Task 1: Data Science project to predict health outcomes of patients with Alcohol Use Disorder admitted in Intensive Care Unit
In this project, the objective is to predict health outcomes of patients with Alcohol Use Disorder (AUD), who are admitted in Intensive Care Unit (ICU).
Alcohol is one of the most commonly abused addictive substances in the general population, that causes millions of deaths, and is legal to buy and consume in most of the countries. People with AUD can’t stop or control their alcohol consumption, and AUD is considered as a brain disorder. Patients with AUD have higher risks of comorbidities, serious illness and death, and this is why an early intervention and prognosis for severity of illness is highly important to improve treatment and survival rates of AUD patients.

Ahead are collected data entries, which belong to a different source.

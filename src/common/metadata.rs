use std::fmt::{Display, Formatter};
use std::ops::{Deref, Not};
use std::str::FromStr;

use super::codec::Mode;
use super::error::{QRError, QRResult};

// Version
//------------------------------------------------------------------------------

/// Symbol geometry. Only versions listed in the geometry table can be built.
#[derive(Debug, PartialEq, Eq, Copy, Clone)]
pub struct Version(usize);

/// The one geometry built unless the caller picks another table entry.
pub const DEFAULT_VERSION: Version = Version(4);

impl Version {
    pub fn new(version: usize) -> QRResult<Self> {
        if GEOMETRIES.iter().any(|g| g.version == version) {
            Ok(Self(version))
        } else {
            Err(QRError::InvalidVersion)
        }
    }

    pub const fn width(self) -> usize {
        self.0 * 4 + 17
    }

    pub const fn dark_module(self) -> (i16, i16) {
        ((self.0 * 4 + 9) as i16, 8)
    }

    pub fn mode_bits(self) -> usize {
        4
    }

    pub fn char_cnt_bits(self, mode: Mode) -> usize {
        match (self.0, mode) {
            (1..=9, Mode::Numeric) => 10,
            (1..=9, Mode::Alphanumeric) => 9,
            (1..=9, Mode::Byte | Mode::Kanji) => 8,
            (10..=26, Mode::Numeric) => 12,
            (10..=26, Mode::Alphanumeric) => 11,
            (10..=26, Mode::Byte) => 16,
            (10..=26, Mode::Kanji) => 10,
            (_, Mode::Numeric) => 14,
            (_, Mode::Alphanumeric) => 13,
            (_, Mode::Byte) => 16,
            (_, Mode::Kanji) => 12,
        }
    }

    pub fn data_codewords(self, ecl: ECLevel) -> usize {
        self.geometry().data_codewords[ecl as usize]
    }

    pub fn data_bit_capacity(self, ecl: ECLevel) -> usize {
        self.data_codewords(ecl) << 3
    }

    pub fn ecc_codewords(self, ecl: ECLevel) -> usize {
        self.geometry().ecc_codewords[ecl as usize]
    }

    pub fn total_codewords(self, ecl: ECLevel) -> usize {
        self.data_codewords(ecl) + self.ecc_codewords(ecl)
    }

    fn geometry(self) -> &'static Geometry {
        match GEOMETRIES.iter().find(|g| g.version == self.0) {
            Some(g) => g,
            None => unreachable!("Version {} is validated on construction", self.0),
        }
    }
}

impl Deref for Version {
    type Target = usize;
    fn deref(&self) -> &Self::Target {
        &self.0
    }
}


// Geometry table
//------------------------------------------------------------------------------

struct Geometry {
    version: usize,
    // Indexed by ECLevel
    data_codewords: [usize; 4],
    ecc_codewords: [usize; 4],
}

static GEOMETRIES: [Geometry; 1] =
    [Geometry { version: 4, data_codewords: [80, 64, 48, 36], ecc_codewords: [10, 16, 24, 28] }];

// Error correction level
//------------------------------------------------------------------------------

#[derive(Debug, PartialEq, Eq, Copy, Clone, PartialOrd, Ord)]
pub enum ECLevel {
    L = 0,
    M = 1,
    Q = 2,
    H = 3,
}

impl FromStr for ECLevel {
    type Err = QRError;
    fn from_str(s: &str) -> Result<Self, Self::Err> {
        match s.trim() {
            "L" | "l" => Ok(Self::L),
            "M" | "m" => Ok(Self::M),
            "Q" | "q" => Ok(Self::Q),
            "H" | "h" => Ok(Self::H),
            _ => Err(QRError::InvalidECLevel),
        }
    }
}

impl Display for ECLevel {
    fn fmt(&self, f: &mut Formatter<'_>) -> std::fmt::Result {
        write!(f, "{self:?}")
    }
}

#[cfg(test)]
mod ec_level_tests {
    use super::ECLevel;
    use crate::common::error::QRError;

    #[test]
    fn test_ordering() {
        assert!(ECLevel::L < ECLevel::M);
        assert!(ECLevel::M < ECLevel::Q);
        assert!(ECLevel::Q < ECLevel::H);
    }

    #[test]
    fn test_parse() {
        assert_eq!("q".parse::<ECLevel>(), Ok(ECLevel::Q));
        assert_eq!(" H ".parse::<ECLevel>(), Ok(ECLevel::H));
        assert_eq!("X".parse::<ECLevel>(), Err(QRError::InvalidECLevel));
        assert_eq!(ECLevel::M.to_string(), "M");
    }
}

// Color
//------------------------------------------------------------------------------

#[derive(Debug, PartialEq, Eq, Copy, Clone)]
pub enum Color {
    Light,
    Dark,
}

impl Color {
    pub fn select<T>(self, dark: T, light: T) -> T {
        match self {
            Self::Dark => dark,
            Self::Light => light,
        }
    }
}

impl From<bool> for Color {
    fn from(bit: bool) -> Self {
        if bit {
            Self::Dark
        } else {
            Self::Light
        }
    }
}

impl Not for Color {
    type Output = Self;
    fn not(self) -> Self::Output {
        match self {
            Self::Light => Self::Dark,
            Self::Dark => Self::Light,
        }
    }
}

I want to focus on the prediction of people’s survival, when they are admitted to the Intensive Care Unit (ICU). The main idea is trying to strengthen medical care for those less likely to survive, and help them survive. But it can be used to increase doctor’s knowledge about the chances of survival of those patients, and so better inform and support families and relatives in this difficult process.
First, I will explore the dataset in order to understand each feature by conducting feature engineering and exploratory data analysis (EDA). Then I will build and train various machine learning models and evaluate them in order to have the most accurate prediction.
The data used in our report is entirely extracted from the Medical Information Mart for Intensive Care (MIMIC-III), a freely-available database comprising deidentified healthrelated data from patients who were admitted to the critical care units of the Beth Israel Deaconess Medical Center. This database was co-developed by the Laboratory for Computing Physiology at MIT and Philips Healthcare, containing 26 tables storing data such as vital signs, demographics, and survival for more than 40,000 ICU patients from years ranging from 2001 to 2012. This database is widely used in academic discourse for training models to predict medical outcomes for patients.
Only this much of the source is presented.